Gene doping is a variant on the fondest medical dream for genetic engineering: human gene therapy. Simply put, genes control the manufacture of the proteins that underlie all of the human body’s functions. Missing or malfunctioning genes thus account for countless varieties of human ills, and the hope is that someday by replacing or repairing those miscreant genes, a wide range of illness and disability can be cured or controlled. But just as gene therapy promises to restore normality to the infirm, it also carries the potential to give super powers to those who are already entirely fit.
Work in therapeutic gene therapy was how “gene doping” first reared its head, seven years ago, with the work of H. Lee Sweeney at the University of Pennsylvania. Sweeney was investigating ways that gene therapy might help people with muscular dystrophy, or elderly patients whose muscle mass has dangerously declined.
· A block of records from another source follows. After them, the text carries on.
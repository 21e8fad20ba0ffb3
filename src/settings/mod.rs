//! Settings, types and defaults.
//!
//! Settings are stored as a RON file under `data/settings/` and are hot-reloadable
//! using the RON watcher utilities (see `ron::setup_ron_watcher`).
use crate::glide::GlideConfig;
use bevy::prelude::{KeyCode, Resource};
use serde::{Deserialize, Serialize};
use std::collections::HashMap;

#[derive(Debug, Clone, Serialize, Deserialize)]
pub struct GraphicsSettings {
    #[serde(default = "GraphicsSettings::default_vsync")]
    pub vsync: bool, // Cap FPS to the display refresh rate.
    #[serde(default = "GraphicsSettings::default_view_radius")]
    pub view_radius: i32, // Chunks generated around the origin at startup.
}

impl GraphicsSettings {
    fn default_vsync() -> bool { true }
    fn default_view_radius() -> i32 { 2 }
}

impl Default for GraphicsSettings {
    fn default() -> Self {
        Self {
            vsync: Self::default_vsync(),
            view_radius: Self::default_view_radius(),
        }
    }
}

/// Controls / input settings.
#[derive(Debug, Clone, Serialize, Deserialize)]
pub struct ControlsSettings {
    #[serde(default)]
    pub invert_y: bool, // Invert mouse Y axis
    #[serde(default)]
    pub invert_x: bool, // Invert mouse X axis
    #[serde(default = "ControlsSettings::default_sensitivity")]
    pub mouse_sensitivity: f32, // Mouse sensitivity multiplier
    #[serde(default = "ControlsSettings::default_deadzone")]
    pub gamepad_deadzone: f32, // Stick values below this magnitude are ignored
    #[serde(default = "ControlsSettings::default_keybinds")]
    pub keybinds: HashMap<String, String>, // Map of action names to key identifiers
}

impl ControlsSettings {
    fn default_sensitivity() -> f32 { 1.0 }
    fn default_deadzone() -> f32 { 0.15 }

    fn default_keybinds() -> HashMap<String, String> {
        let mut m = HashMap::new();
        m.insert("forward".to_string(), "W".to_string());
        m.insert("back".to_string(), "S".to_string());
        m.insert("left".to_string(), "A".to_string());
        m.insert("right".to_string(), "D".to_string());
        m.insert("jump".to_string(), "Space".to_string());
        m.insert("pause".to_string(), "Escape".to_string());
        m
    }
}

impl Default for ControlsSettings {
    fn default() -> Self {
        Self {
            invert_y: false,
            invert_x: false,
            mouse_sensitivity: Self::default_sensitivity(),
            gamepad_deadzone: Self::default_deadzone(),
            keybinds: Self::default_keybinds(),
        }
    }
}

/// Ground and air locomotion speeds.
#[derive(Debug, Clone, Serialize, Deserialize)]
pub struct MovementSettings {
    #[serde(default = "MovementSettings::default_walk_speed")]
    pub walk_speed: f32, // Horizontal speed on the ground (units/second).
    #[serde(default = "MovementSettings::default_air_control")]
    pub air_control: f32, // Fraction of walk speed available while falling.
    #[serde(default = "MovementSettings::default_glide_speed")]
    pub glide_speed: f32, // Horizontal speed while gliding (units/second).
    #[serde(default = "MovementSettings::default_jump_velocity")]
    pub jump_velocity: f32, // Initial upward velocity of a jump.
}

impl MovementSettings {
    fn default_walk_speed() -> f32 { 5.0 }
    fn default_air_control() -> f32 { 0.35 }
    fn default_glide_speed() -> f32 { 12.0 }
    fn default_jump_velocity() -> f32 { 8.0 }
}

impl Default for MovementSettings {
    fn default() -> Self {
        Self {
            walk_speed: Self::default_walk_speed(),
            air_control: Self::default_air_control(),
            glide_speed: Self::default_glide_speed(),
            jump_velocity: Self::default_jump_velocity(),
        }
    }
}

/// Atmosphere settings to configure the bevy_atmosphere crate
#[derive(Debug, Clone, Serialize, Deserialize)]
pub struct AtmosphereSettings {
    #[serde(default = "AtmosphereSettings::default_enabled")]
    pub enabled: bool, // Enable the sky renderer (requires a restart)
    #[serde(default = "AtmosphereSettings::default_resolution")]
    pub resolution: u32, // Resolution of each skybox face
    #[serde(default = "AtmosphereSettings::default_dithering")]
    pub dithering: bool, // Reduce color banding in the sky
}

impl AtmosphereSettings {
    fn default_enabled() -> bool { true }
    fn default_resolution() -> u32 { 512 }
    fn default_dithering() -> bool { true }
}

impl Default for AtmosphereSettings {
    fn default() -> Self {
        Self {
            enabled: Self::default_enabled(),
            resolution: Self::default_resolution(),
            dithering: Self::default_dithering(),
        }
    }
}

/// Top-level Settings
#[derive(Resource, Clone, Debug, Default, Serialize, Deserialize)]
pub struct Settings {
    #[serde(default)]
    pub graphics: GraphicsSettings,
    #[serde(default)]
    pub controls: ControlsSettings,
    #[serde(default)]
    pub movement: MovementSettings,
    #[serde(default)]
    pub glide: GlideConfig,
    #[serde(default)]
    pub atmosphere: AtmosphereSettings,
}

impl Settings {
    /// Convert a key identifier from `controls.keybinds` (e.g. "W", "Space",
    /// "F1") into a `KeyCode`. Matching is case-insensitive.
    #[must_use]
    pub fn keycode_from_str(name: &str) -> Option<KeyCode> {
        let s = name.trim().to_ascii_uppercase();
        let mut chars = s.chars();
        if let (Some(c), None) = (chars.next(), chars.next()) {
            if let Some(k) = Self::letter_or_digit(c) {
                return Some(k);
            }
        }

        Some(match s.as_str() {
            "F1" => KeyCode::F1,
            "F2" => KeyCode::F2,
            "F3" => KeyCode::F3,
            "F4" => KeyCode::F4,
            "F5" => KeyCode::F5,
            "F6" => KeyCode::F6,
            "F7" => KeyCode::F7,
            "F8" => KeyCode::F8,
            "F9" => KeyCode::F9,
            "F10" => KeyCode::F10,
            "F11" => KeyCode::F11,
            "F12" => KeyCode::F12,

            "LEFT" | "ARROWLEFT" => KeyCode::ArrowLeft,
            "RIGHT" | "ARROWRIGHT" => KeyCode::ArrowRight,
            "UP" | "ARROWUP" => KeyCode::ArrowUp,
            "DOWN" | "ARROWDOWN" => KeyCode::ArrowDown,

            "ESC" | "ESCAPE" => KeyCode::Escape,
            "SPACE" => KeyCode::Space,
            "TAB" => KeyCode::Tab,
            "ENTER" | "RETURN" => KeyCode::Enter,
            "BACKSPACE" => KeyCode::Backspace,

            "LSHIFT" | "SHIFT" => KeyCode::ShiftLeft,
            "RSHIFT" => KeyCode::ShiftRight,
            "LCTRL" | "CTRL" | "CONTROL" => KeyCode::ControlLeft,
            "RCTRL" => KeyCode::ControlRight,
            "LALT" | "ALT" => KeyCode::AltLeft,
            "RALT" => KeyCode::AltRight,

            _ => return None,
        })
    }

    fn letter_or_digit(c: char) -> Option<KeyCode> {
        Some(match c {
            'A' => KeyCode::KeyA,
            'B' => KeyCode::KeyB,
            'C' => KeyCode::KeyC,
            'D' => KeyCode::KeyD,
            'E' => KeyCode::KeyE,
            'F' => KeyCode::KeyF,
            'G' => KeyCode::KeyG,
            'H' => KeyCode::KeyH,
            'I' => KeyCode::KeyI,
            'J' => KeyCode::KeyJ,
            'K' => KeyCode::KeyK,
            'L' => KeyCode::KeyL,
            'M' => KeyCode::KeyM,
            'N' => KeyCode::KeyN,
            'O' => KeyCode::KeyO,
            'P' => KeyCode::KeyP,
            'Q' => KeyCode::KeyQ,
            'R' => KeyCode::KeyR,
            'S' => KeyCode::KeyS,
            'T' => KeyCode::KeyT,
            'U' => KeyCode::KeyU,
            'V' => KeyCode::KeyV,
            'W' => KeyCode::KeyW,
            'X' => KeyCode::KeyX,
            'Y' => KeyCode::KeyY,
            'Z' => KeyCode::KeyZ,
            '0' => KeyCode::Digit0,
            '1' => KeyCode::Digit1,
            '2' => KeyCode::Digit2,
            '3' => KeyCode::Digit3,
            '4' => KeyCode::Digit4,
            '5' => KeyCode::Digit5,
            '6' => KeyCode::Digit6,
            '7' => KeyCode::Digit7,
            '8' => KeyCode::Digit8,
            '9' => KeyCode::Digit9,
            _ => return None,
        })
    }
}

pub mod loader;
Sweeney created a synthetic gene that promotes an insulin-like substance encouraging muscle cell growth, and used a tiny virus to carry the gene into the muscles of laboratory mice. The mice muscles grew 15 to 30 percent larger than normal — even though the mice had no exercise. And when middle-aged mice with the genetically-enhanced musculature grew to old age, they retained their megamuscles.
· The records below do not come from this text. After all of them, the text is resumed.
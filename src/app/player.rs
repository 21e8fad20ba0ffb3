//! Player-related small systems.
use bevy::prelude::*;

/// Keep the `PlayerFillLight` on the player camera.
///
/// Silently no-ops if there is no player.
#[allow(clippy::needless_pass_by_value)]
pub fn update_player_fill_light(
    camera_query: Query<&GlobalTransform, With<glider::player::Player>>,
    mut lights: Query<&mut Transform, With<crate::PlayerFillLight>>,
) {
    if let Ok(cam) = camera_query.get_single() {
        let pos = cam.translation();
        for mut t in &mut lights {
            t.translation = pos;
        }
    }
}
//! Gliding ability: the per-agent state machine and its tuning.
//!
//! A `GlideState` lives on the controlled agent and is driven once per frame.
//! It never touches the ECS directly; every effect goes through the
//! `GlideAgent` capability trait, so the same logic runs against a Bevy
//! player entity (`crate::player::CharacterAgent`), a benchmark harness, or a
//! test double.
//!
//! # Example:
//!
//! ```ignore
//! // jump pressed while airborne enters glide
//! state.start_jump(&mut agent);
//! // once per frame
//! state.tick(&mut agent, time.delta_seconds(), &settings.glide);
//! ```

pub mod systems;

use bevy::prelude::*;
use serde::{Deserialize, Serialize};

pub use systems::*;

/// Locomotion model currently governing the agent.
#[derive(Debug, Clone, Copy, PartialEq, Eq, Default, Reflect)]
pub enum MovementMode {
    /// Ground-based movement with gravity.
    #[default]
    Walking,
    /// No gravity; vertical position is driven by the glide controller.
    Flying,
}

/// Capabilities the glide controller needs from whatever owns the agent.
pub trait GlideAgent {
    /// Current world-space position of the agent.
    fn position(&self) -> Vec3;
    fn set_position(&mut self, position: Vec3);
    fn set_movement_mode(&mut self, mode: MovementMode);
    /// True while the agent is airborne under normal (walking) physics.
    fn is_falling(&self) -> bool;
    /// Cast straight down from `origin` and return the distance to the first
    /// obstruction, or `None` if nothing is hit within `max_range`.
    fn ground_distance(&self, origin: Vec3, max_range: f32) -> Option<f32>;
    /// Host jump primitive.
    fn jump(&mut self);
    /// Host "stop jumping" primitive.
    fn stop_jumping(&mut self);
}

/// Glide tuning, stored under `glide` in the settings file.
#[derive(Debug, Clone, Serialize, Deserialize)]
pub struct GlideConfig {
    #[serde(default = "GlideConfig::default_downward_force")]
    pub downward_force: f32, // Distance below the agent the glide interpolates toward each frame.
    #[serde(default = "GlideConfig::default_turn_rate")]
    pub turn_rate: f32, // Rate-based look speed in degrees per second.
    #[serde(default = "GlideConfig::default_min_ground_clearance")]
    pub min_ground_clearance: f32, // At or below this distance to the ground the glide ends.
    #[serde(default = "GlideConfig::default_interp_speed")]
    pub interp_speed: f32, // Exponential interpolation rate toward the glide target.
    #[serde(default = "GlideConfig::default_probe_range")]
    pub probe_range: f32, // Maximum length of the downward ground probe.
}

impl GlideConfig {
    fn default_downward_force() -> f32 { 50.0 }
    fn default_turn_rate() -> f32 { 50.0 }
    fn default_min_ground_clearance() -> f32 { 20.0 }
    fn default_interp_speed() -> f32 { 5.0 }
    fn default_probe_range() -> f32 { 2000.0 }
}
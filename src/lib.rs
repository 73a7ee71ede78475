/*!
 * folder-to-llm - Render a directory as a single LLM prompt document
 *
 * The folder structure is drawn as an ASCII tree and the text files are
 * embedded as numbered documents, serialized as XML, JSON, Markdown or a
 * delimiter-wrapped plain layout.
 */

pub mod classifier;
pub mod config;
pub mod confirm;
pub mod error;
pub mod exclude;
pub mod scanner;
pub mod tree;
pub mod types;
pub mod utils;
pub mod writer;


// Re-export main components for easier access
pub use classifier::{is_text_file, read_file_content};
pub use config::{Args, Config};
pub use confirm::{confirm, Decision};
pub use error::{FolderError, Result};
pub use exclude::ExclusionMatcher;
pub use scanner::Scanner;
pub use tree::Tree;
pub use types::{Document, LlmTarget, OutputFormat, PathEntry};
pub use writer::{format_json, format_markdown, format_plain, format_xml, render, RenderOptions};

/// Version of the library
pub const VERSION: &str = env!("CARGO_PKG_VERSION");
As soon as Sweeney’s work was published, athletes and their coaches began to call. Of course, the safety and efficacy of Sweeney’s work isn’t even sufficiently established to use in the chronically ill, much less those interested in the technique for sport. (Sweeney has only now expanded his work to dogs.) It wasn’t long, however, that additional gene therapy research drew more attention from athletes. Se-Jin Lee, a Johns Hopkins researcher, accelerated muscle growth in mice by blocking the gene that produces a protein that limits muscle growth. (Children with this rare mutation naturally can be exceedingly strong for their age.) Another researcher genetically modified the fat-burning abilities of mice muscles to significantly increase endurance.
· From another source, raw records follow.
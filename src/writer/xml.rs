/*!
 * Tag-wrapped output
 */

use std::path::Path;

use quick_xml::escape::escape;

use super::Gathered;
use crate::exclude::ExclusionMatcher;
use crate::tree::Tree;
use crate::types::Document;

const CONTENT_INDENT: &str = "      ";

/// Render `<folder_structure>` and `<documents>` sections
pub fn format_xml(root: &Path, matcher: &ExclusionMatcher, include_structure: bool) -> String {
    let gathered = Gathered::new(root, matcher, include_structure);
    let mut out = String::new();
    if let Some(tree) = &gathered.tree {
        push_structure(&mut out, tree);
    }
    push_documents(&mut out, &gathered.documents);
    out
}

pub(super) fn push_structure(out: &mut String, tree: &Tree) {
    out.push_str("<folder_structure>\n");
    out.push_str(&tree.to_string());
    out.push_str("\n</folder_structure>\n");
}

pub(super) fn push_documents(out: &mut String, documents: &[Document]) {
    out.push_str("<documents>\n");
    for document in documents {
        out.push_str(&format!("  <document index=\"{}\">\n", document.index));
        out.push_str(&format!("    <source>{}</source>\n", escape(document.source.as_str())));
        out.push_str("    <document_content>\n");
        for line in document.content.lines() {
            out.push_str(CONTENT_INDENT);
            out.push_str(line);
            out.push('\n');
        }
        out.push_str("    </document_content>\n");
        out.push_str("  </document>\n");
    }
    out.push_str("</documents>");
}
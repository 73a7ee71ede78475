/*!
 * Interactive confirmation before rendering
 *
 * Shows the tree and lets the operator proceed, abort, or add exclusion
 * patterns and look again.
 */

use std::io::{BufRead, Write};
use std::path::Path;

use tracing::debug;

use crate::error::Result;
use crate::exclude::ExclusionMatcher;
use crate::tree::Tree;

const PROMPT: &str =
    "Process these files? (y/n, or specify additional exclusions with 'exclude: pattern1 pattern2'): ";
const HELP: &str =
    "Please enter 'y' to proceed, 'n' to abort, or 'exclude: pattern1 pattern2' to add exclusions.";
const EXCLUDE_PREFIX: &str = "exclude:";

/// Operator's answer
#[derive(Debug, Clone, Copy, PartialEq, Eq)]
pub enum Decision {
    Proceed,
    Abort,
}

/// One parsed line of operator input
#[derive(Debug, Clone, PartialEq, Eq)]
enum Response {
    Yes,
    No,
    Exclude(Vec<String>),
    Unrecognized,
}

impl Response {
    /// Keywords are case-insensitive; patterns keep their case
    fn parse(line: &str) -> Self {
        let line = line.trim();
        if line.eq_ignore_ascii_case("y") {
            return Self::Yes;
        }
        if line.eq_ignore_ascii_case("n") {
            return Self::No;
        }
        match line.get(..EXCLUDE_PREFIX.len()) {
            Some(prefix) if prefix.eq_ignore_ascii_case(EXCLUDE_PREFIX) => Self::Exclude(
                line[EXCLUDE_PREFIX.len()..]
                    .split_whitespace()
                    .map(str::to_string)
                    .collect(),
            ),
            _ => Self::Unrecognized,
        }
    }
}

/// Run the confirmation loop
///
/// Patterns the operator adds are appended to `matcher`. End of input
/// counts as declining.
pub fn confirm<R: BufRead, W: Write>(
    root: &Path,
    matcher: &mut ExclusionMatcher,
    mut input: R,
    mut output: W,
) -> Result<Decision> {
    writeln!(output, "Project Structure:")?;
    writeln!(output, "{}", Tree::render(root, matcher))?;

    loop {
        write!(output, "{}", PROMPT)?;
        output.flush()?;

        let mut line = String::new();
        if input.read_line(&mut line)? == 0 {
            debug!("end of input at confirmation prompt");
            writeln!(output)?;
            return Ok(Decision::Abort);
        }

        match Response::parse(&line) {
            Response::Yes => return Ok(Decision::Proceed),
            Response::No => return Ok(Decision::Abort),
            Response::Exclude(patterns) => {
                writeln!(output, "Adding exclusions: {:?}", patterns)?;
                if let Err(e) = matcher.extend(&patterns) {
                    writeln!(output, "Error: {}", e)?;
                    continue;
                }
                writeln!(output, "\nUpdated Project Structure:")?;
                writeln!(output, "{}", Tree::render(root, matcher))?;
            }
            Response::Unrecognized => writeln!(output, "{}", HELP)?,
        }
    }
}
/*!
 * Regex-based path exclusion
 */

use std::path::{Path, MAIN_SEPARATOR};

use regex::Regex;

use crate::error::{FolderError, Result};

/// Compiled exclusion patterns
///
/// Patterns are searched anywhere in the path string, never anchored to
/// path segments, so `src` also matches `src2/file.py`.
#[derive(Debug, Clone, Default)]
pub struct ExclusionMatcher {
    patterns: Vec<Regex>,
}

impl ExclusionMatcher {
    /// Compile a list of raw patterns
    pub fn new<I, S>(patterns: I) -> Result<Self>
    where
        I: IntoIterator<Item = S>,
        S: AsRef<str>,
    {
        let mut matcher = Self::default();
        matcher.extend(patterns)?;
        Ok(matcher)
    }

    /// Compile and append more patterns
    ///
    /// Nothing is added unless every pattern compiles.
    pub fn extend<I, S>(&mut self, patterns: I) -> Result<()>
    where
        I: IntoIterator<Item = S>,
        S: AsRef<str>,
    {
        let compiled = patterns
            .into_iter()
            .map(|pattern| {
                let pattern = pattern.as_ref();
                Regex::new(pattern).map_err(|source| FolderError::Pattern {
                    pattern: pattern.to_string(),
                    source,
                })
            })
            .collect::<Result<Vec<_>>>()?;
        self.patterns.extend(compiled);
        Ok(())
    }

    /// Whether no patterns are configured
    pub fn is_empty(&self) -> bool {
        self.patterns.is_empty()
    }

    /// Raw pattern strings, in insertion order
    pub fn patterns(&self) -> impl Iterator<Item = &str> {
        self.patterns.iter().map(Regex::as_str)
    }

    /// Whether the path and everything beneath it is hidden
    pub fn is_excluded(&self, path: &Path) -> bool {
        if self.patterns.is_empty() {
            return false;
        }
        let path = path.to_string_lossy();
        self.patterns.iter().any(|re| re.is_match(&path))
    }

    /// Whether a directory keeps its own line but hides its contents
    ///
    /// The search runs against the path with a trailing separator, so a
    /// pattern such as `node_modules/` targets the directory specifically.
    /// Always false for anything that is not a directory.
    pub fn is_excluded_content(&self, path: &Path) -> bool {
        if self.patterns.is_empty() || !path.is_dir() {
            return false;
        }
        self.is_excluded_content_str(&path.to_string_lossy())
    }

    /// Content check for a path already known to be a directory
    pub(crate) fn is_excluded_content_str(&self, dir: &str) -> bool {
        let with_sep = format!("{}{}", dir, MAIN_SEPARATOR);
        self.patterns.iter().any(|re| re.is_match(&with_sep))
    }
}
The World Anti-Doping Agency — the Olympic Committee’s watchdog for such matters — is already funding work on detecting genetic modifications, but it’s much trickier than merely sniffing out illicit drug use. The compounds that the added genes produce are generally identical to what the body already produces, and the viruses used to insert the new genes are also widely found in humans. While there may be some promising — and very expensive — potential solutions on the horizon, at present most researchers say that the only sure way to detect genetic manipulation would be an actual needle biopsy of each athlete’s muscle tissue. That’s likely to be a non-starter for even the most dedicated Olympian.